时依撇撇嘴:“怪哉,怪哉,夫君竟然会这么好脾气和我说话,我还真是有点受宠若惊呢!?”

“那你跟我去吧?”楚逸帆冲她眨眨眼。

“没空。”

这男人竟然冲她挤眉弄眼!?

时依胃里顿时排山倒海,差一点把方才吃的那半个苹果吐出来。

这渣男跟昨日的那美男子一比,就好比地上泥和那天上云。

“你,时依,你非要这样吗?”楚逸帆皱了皱眉。

时依露出一抹狡黠的笑:“我们是相看两相厌,强行在一起只会相互折磨,你若不想再挨打,趁早给我一纸和离书,自此你我一别两宽,再无瓜葛。”

楚逸帆心一横说:“好,你陪我去参加凌老爷子的生日宴,明天我就带你去领离婚证。”

“成交。”时依硬声说。

时依收拾了一些修补玉器的工具,随着楚逸帆出了门。

虽然有原主的记忆,可看到汽车的那一刻,她还是忍不住觉得稀奇。

时依坐上轿车,透着车窗看着一幢幢的摩天大楼,川流不息的汽车,内心激荡不已。

她忍不住又暗叹了一句:这些后生都成精了,建造的房子实在高级。

车子启动。

半个小时后,抵达凌家郊区别墅。

时依觉得这一切好新奇,可脸上却异常平静,她一向是喜怒不形于色的性子。

凌家别墅是一栋江南风格的古典庭院。

古色古香的清雅小楼,庭院内缀以假山,花草树木,亭台楼阁和小桥流水。

时依看的眼花缭乱,这装饰可比皇宫还要漂亮。

院落布置的美轮美奂,豪华长桌上摆满了各种各样的高档自助菜品,山珍海味,一应俱全,白酒,红酒,各种精致点心琳琅满目。

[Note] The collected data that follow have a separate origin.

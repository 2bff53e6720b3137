//! Request extractors for the verified identity context
//!
//! [`CurrentIdentity`] is the usual accessor behind the edge filter: it
//! reads the [`AuthContext`] extension the filter attached and rejects
//! with 401 when none is present (route mounted outside the filter, or an
//! allow-listed path reached without a credential). [`MaybeIdentity`]
//! never rejects. [`ForwardedIdentity`] is for downstream services that
//! receive identity as headers from an upstream edge instead of a
//! credential.

use axum::extract::FromRequestParts;
use axum::http::{request::Parts, StatusCode};
use axum::response::{IntoResponse, Response};
use axum::Json;
use serde_json::json;

use sentra_types::{IdentityId, TenantId};

use crate::context::AuthContext;
use crate::{HEADER_TENANT_ID, HEADER_USERNAME, HEADER_USER_ID};

/// The verified identity of the current request.
///
/// Fails with 401 when no context is attached.
#[derive(Debug, Clone)]
pub struct CurrentIdentity(pub AuthContext);

impl std::ops::Deref for CurrentIdentity {
    type Target = AuthContext;

    fn deref(&self) -> &Self::Target {
        &self.0
    }
}

/// Rejection for [`CurrentIdentity`] and [`ForwardedIdentity`]
#[derive(Debug)]
pub struct UnauthenticatedRejection;

impl IntoResponse for UnauthenticatedRejection {
    fn into_response(self) -> Response {
        let body = Json(json!({
            "error": {
                "code": "UNAUTHENTICATED",
                "message": "authentication required",
            }
        }));
        (StatusCode::UNAUTHORIZED, body).into_response()
    }
}

impl<S> FromRequestParts<S> for CurrentIdentity
where
    S: Send + Sync,
{
    type Rejection = UnauthenticatedRejection;

    async fn from_request_parts(parts: &mut Parts, _state: &S) -> Result<Self, Self::Rejection> {
        parts
            .extensions
            .get::<AuthContext>()
            .cloned()
            .map(CurrentIdentity)
            .ok_or(UnauthenticatedRejection)
    }
}

/// The identity context if one is attached; never rejects.
#[derive(Debug, Clone, Default)]
pub struct MaybeIdentity(pub Option<AuthContext>);

impl MaybeIdentity {
    #[must_use]
    pub fn has_role(&self, role: &str) -> bool {
        self.0.as_ref().is_some_and(|ctx| ctx.has_role(role))
    }

    #[must_use]
    pub fn has_permission(&self, permission: &str) -> bool {
        self.0.as_ref().is_some_and(|ctx| ctx.has_permission(permission))
    }
}

impl<S> FromRequestParts<S> for MaybeIdentity
where
    S: Send + Sync,
{
    type Rejection = std::convert::Infallible;

    async fn from_request_parts(parts: &mut Parts, _state: &S) -> Result<Self, Self::Rejection> {
        Ok(MaybeIdentity(parts.extensions.get::<AuthContext>().cloned()))
    }
}

/// Identity attributes forwarded as headers by an upstream edge filter.
///
/// Trusts the headers as-is; only meaningful on services that are never
/// reachable except through the edge.
#[derive(Debug, Clone)]
pub struct ForwardedIdentity {
    pub identity_id: IdentityId,
    pub display_name: String,
    pub tenant_id: TenantId,
}

impl<S> FromRequestParts<S> for ForwardedIdentity
where
    S: Send + Sync,
{
    type Rejection = UnauthenticatedRejection;

    async fn from_request_parts(parts: &mut Parts, _state: &S) -> Result<Self, Self::Rejection> {
        let header_i64 = |name: &str| -> Option<i64> {
            parts.headers.get(name)?.to_str().ok()?.parse().ok()
        };
        let identity_id = header_i64(HEADER_USER_ID).ok_or(UnauthenticatedRejection)?;
        let tenant_id = header_i64(HEADER_TENANT_ID).ok_or(UnauthenticatedRejection)?;
        let display_name = parts
            .headers
            .get(HEADER_USERNAME)
            .and_then(|v| v.to_str().ok())
            .ok_or(UnauthenticatedRejection)?
            .to_string();

        Ok(ForwardedIdentity {
            identity_id: IdentityId(identity_id),
            display_name,
            tenant_id: TenantId(tenant_id),
        })
    }
}
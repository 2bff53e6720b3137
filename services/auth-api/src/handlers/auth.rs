//! Authentication handlers (login, logout, refresh, me)

use axum::extract::State;
use axum::http::{header, HeaderMap};
use axum::Json;
use serde::{Deserialize, Serialize};

use sentra_auth_core::{AuthError, LoginOutcome};
use sentra_axum::{CurrentIdentity, BEARER_PREFIX};

use crate::error::{ApiError, ApiResult};
use crate::state::AppState;

// ============================================================================
// Request/Response Types
// ============================================================================

#[derive(Debug, Deserialize)]
#[serde(rename_all = "camelCase")]
pub struct LoginRequest {
    pub username: String,
    pub password: String,
    /// Captcha answer (accepted, not verified; no captcha provider wired)
    #[serde(default)]
    pub captcha: Option<String>,
    #[serde(default)]
    pub captcha_id: Option<String>,
    #[serde(default)]
    pub remember_me: bool,
}

#[derive(Debug, Serialize)]
#[serde(rename_all = "camelCase")]
pub struct TokenResponse {
    pub access_token: String,
    pub refresh_token: String,
    pub token_type: &'static str,
    /// Access credential validity in seconds
    pub expires_in: u64,
    pub user_id: i64,
    pub username: String,
    pub roles: Vec<String>,
    pub permissions: Vec<String>,
}

impl From<LoginOutcome> for TokenResponse {
    fn from(outcome: LoginOutcome) -> Self {
        Self {
            access_token: outcome.access_token,
            refresh_token: outcome.refresh_token,
            token_type: "Bearer",
            expires_in: outcome.expires_in,
            user_id: outcome.identity.id.0,
            username: outcome.identity.display_name.clone(),
            roles: outcome.identity.roles.iter().cloned().collect(),
            permissions: outcome.identity.permissions.iter().cloned().collect(),
        }
    }
}

#[derive(Debug, Deserialize)]
#[serde(rename_all = "camelCase")]
pub struct RefreshRequest {
    pub refresh_token: String,
}

#[derive(Debug, Serialize)]
#[serde(rename_all = "camelCase")]
pub struct MeResponse {
    pub user_id: i64,
    pub username: String,
    pub tenant_id: i64,
    pub roles: Vec<String>,
    pub permissions: Vec<String>,
}

#[derive(Debug, Serialize)]
pub struct LogoutResponse {
    pub success: bool,
}

// ============================================================================
// Handlers
// ============================================================================

/// POST /api/auth/login
///
/// Verify the password and issue an access/refresh credential pair
pub async fn login(
    State(state): State<AppState>,
    Json(req): Json<LoginRequest>,
) -> ApiResult<Json<TokenResponse>> {
    if req.username.is_empty() || req.password.is_empty() {
        return Err(ApiError::BadRequest(
            "username and password are required".to_string(),
        ));
    }

    let mut login = sentra_auth_core::LoginRequest::new(&req.username, &req.password);
    login.captcha = req.captcha;
    login.captcha_id = req.captcha_id;
    login.remember_me = req.remember_me;

    let outcome = state.auth.login(&login).await?;
    Ok(Json(outcome.into()))
}

/// POST /api/auth/refresh
///
/// Exchange a valid refresh credential for a fresh pair
pub async fn refresh(
    State(state): State<AppState>,
    Json(req): Json<RefreshRequest>,
) -> ApiResult<Json<TokenResponse>> {
    if req.refresh_token.is_empty() {
        return Err(ApiError::BadRequest(
            "refreshToken is required".to_string(),
        ));
    }

    let outcome = state.auth.refresh(&req.refresh_token).await?;
    Ok(Json(outcome.into()))
}

/// POST /api/auth/logout
///
/// Revoke the presented access credential and clear the cached session.
///
/// Succeeds for invalid or expired credentials too; only a store outage
/// surfaces as an error.
pub async fn logout(
    State(state): State<AppState>,
    headers: HeaderMap,
) -> ApiResult<Json<LogoutResponse>> {
    let token = headers
        .get(header::AUTHORIZATION)
        .and_then(|v| v.to_str().ok())
        .and_then(|v| v.strip_prefix(BEARER_PREFIX))
        .ok_or(ApiError::Auth(AuthError::Unauthenticated))?;

    state.auth.logout(token).await?;

    Ok(Json(LogoutResponse { success: true }))
}

/// GET /api/auth/me
///
/// Identity summary from the verified request context
pub async fn me(identity: CurrentIdentity) -> Json<MeResponse> {
    Json(MeResponse {
        user_id: identity.identity_id.0,
        username: identity.display_name.clone(),
        tenant_id: identity.tenant_id.0,
        roles: identity.roles.iter().cloned().collect(),
        permissions: identity.permissions.iter().cloned().collect(),
    })
}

男宾客都身着笔直的西装,女宾客们则是穿着豪华礼服,一个个打扮的珠光宝气。

时依虽身穿一件普通的旗袍,可难掩她出尘的气质,白皙的鹅蛋脸,眉如翠羽,肌似羊脂,一双明眸水光潋艳,顾盼生辉。

可她也少不得被别人指指点点,能参加凌老爷子的生日宴全都是有头有脸的人物。

她的穿着跟其他人一比,实在有点过于寒酸。

正与友人相谈甚欢的凌司夜看到时依来了,眸底泛出亮光,许是怕她认出,急忙取出墨镜戴上。

时依一进院子,鬓角发白的凌老夫人颤颤巍巍地迎了上来。

她一把拉住了时依的手:“哎哟,丫头,你可算来了,老婆子我的那个玉坠被一个不长眼的下人摔碎了,简直要了我老婆子的命,那玉坠可是祖上传下来的,孩子,你能修复好吗!?”

“我,我会尽力的。”

时依觉得这老太太有点过度热情了,她一向不喜与人肢体接触,微不可察地将手抽回。